Stored data:
⟨
//! OIDC claim checks on an already verified payload
//!
//! Each rule runs only when its claim is present:
//!
//! - `nonce`: an expected nonce must be configured and equal the claim
//! - `c_hash`: checked against the authorization code
//! - `at_hash`: checked against the access token
//!
//! When the code or access token was not supplied, the `c_hash` / `at_hash`
//! check is skipped with a warning instead of failing. Callers that receive
//! tokens from the hybrid flow must pass the code and access token, otherwise
//! the token is not bound to them.

use serde_json::{Map, Value};
use tracing::{debug, warn};

use super::hash::HashChecker;
use super::params::ValidationParameters;
use crate::error::{AuthError, ClaimsError, ConfigurationError};

/// Runs the nonce, `c_hash` and `at_hash` rules
#[derive(Debug, Clone, Default)]
pub struct ClaimsValidator {
    hash_checker: HashChecker,
}

impl ClaimsValidator {
    /// Validator using `hash_checker`
    pub fn new(hash_checker: HashChecker) -> Self {
        Self { hash_checker }
    }

    /// Check `payload` against `params`
    ///
    /// # Errors
    ///
    /// - [`ConfigurationError::MissingNonce`] when the token has a nonce but
    ///   none is expected
    /// - [`ClaimsError`] on a nonce, `c_hash` or `at_hash` mismatch
    pub fn validate_claims(
        &self,
        payload: &Map<String, Value>,
        params: &ValidationParameters,
    ) -> Result<(), AuthError> {
        if let Some(nonce) = payload.get("nonce") {
            let expected = params.nonce().ok_or(ConfigurationError::MissingNonce)?;
            if nonce.as_str() != Some(expected) {
                warn!("Token nonce does not match the expected nonce");
                return Err(ClaimsError::InvalidNonce.into());
            }
        }

        if let Some(c_hash) = payload.get("c_hash").and_then(Value::as_str) {
            match params.code() {
                Some(code) if !self.hash_checker.check_hash(code, c_hash) => {
                    warn!("c_hash does not match the authorization code");
                    return Err(ClaimsError::InvalidCHash.into());
                }
                Some(_) => debug!("c_hash validated"),
                None => warn!("Token has c_hash but no code was supplied; skipping c_hash check"),
            }
        }

        if let Some(at_hash) = payload.get("at_hash").and_then(Value::as_str) {
            match params.access_token_for_at_hash() {
                Some(token) if !self.hash_checker.check_hash(token, at_hash) => {
                    warn!("at_hash does not match the access token");
                    return Err(ClaimsError::InvalidAtHash.into());
                }
                Some(_) => debug!("at_hash validated"),
                None => warn!(
                    "Token has at_hash but no access token was supplied; skipping at_hash check"
                ),
            }
        }

        Ok(())
    }
}

#[cfg(test)]
mod tests {
    use super::*;
    use crate::jwt::params::ValidationConfig;

    const CODE: &str = "Qcb0Orv1zh30vL1MPRsbm-diHiMwcLyZvn1arpZv-Jxf_11jnpEX3Tgfvk";
    const ACCESS_TOKEN: &str = "jHkWEdUXMU1BwAsC4vtUsZwnNGZ6Zb3T";

    fn payload(value: Value) -> Map<String, Value> {
        match value {
            Value::Object(map) => map,
            _ => unreachable!(),
        }
    }

    fn params(config: ValidationConfig) -> ValidationParameters {
        ValidationParameters::from_config(&config).unwrap()
    }

    fn base() -> ValidationConfig {
        ValidationConfig::new(["https://issuer.example.com/"], ["api://x"])
    }

    #[test]
    fn test_absent_claims_pass() {
        let validator = ClaimsValidator::default();
        assert!(validator
            .validate_claims(&payload(serde_json::json!({"sub": "s"})), &params(base()))
            .is_ok());
    }

    #[test]
    fn test_nonce_rules() {
        let validator = ClaimsValidator::default();
        let token = payload(serde_json::json!({"nonce": "n-1"}));

        let err = validator.validate_claims(&token, &params(base())).unwrap_err();
        assert!(matches!(
            err,
            AuthError::Configuration(ConfigurationError::MissingNonce)
        ));

        let err = validator
            .validate_claims(&token, &params(base().with_nonce("n-2")))
            .unwrap_err();
        assert!(matches!(err, AuthError::Claims(ClaimsError::InvalidNonce)));

        assert!(validator
            .validate_claims(&token, &params(base().with_nonce("n-1")))
            .is_ok());
    }

    #[test]
    fn test_c_hash_lenient_skip_and_mismatch() {
        let validator = ClaimsValidator::default();
        let token = payload(serde_json::json!({"c_hash": "LDktKdoQak3Pk0cnXxCltA"}));

        assert!(validator.validate_claims(&token, &params(base())).is_ok());
        assert!(validator
            .validate_claims(&token, &params(base().with_code(CODE)))
            .is_ok());

        let err = validator
            .validate_claims(&token, &params(base().with_code("another-code")))
            .unwrap_err();
        assert!(matches!(err, AuthError::Claims(ClaimsError::InvalidCHash)));
    }

    #[test]
    fn test_at_hash_lenient_skip_and_mismatch() {
        let validator = ClaimsValidator::default();
        let token = payload(serde_json::json!({"at_hash": "ZjE-HpaWow_AtWOSXgPB0w"}));

        assert!(validator.validate_claims(&token, &params(base())).is_ok());
        assert!(validator
            .validate_claims(&token, &params(base().with_access_token(ACCESS_TOKEN)))
            .is_ok());

        let err = validator
            .validate_claims(&token, &params(base().with_access_token("other")))
            .unwrap_err();
        assert!(matches!(err, AuthError::Claims(ClaimsError::InvalidAtHash)));
    }

    #[test]
    fn test_non_string_hash_claims_are_ignored() {
        let validator = ClaimsValidator::default();
        let token = payload(serde_json::json!({"c_hash": 12, "at_hash": null}));
        assert!(validator
            .validate_claims(&token, &params(base().with_code("x").with_access_token("y")))
            .is_ok());
    }
}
⟩
Scan the records for the word "InvalidAtHash" and copy every line where it is found.

                    return Err(ClaimsError::InvalidAtHash.into());
        assert!(matches!(err, AuthError::Claims(ClaimsError::InvalidAtHash)));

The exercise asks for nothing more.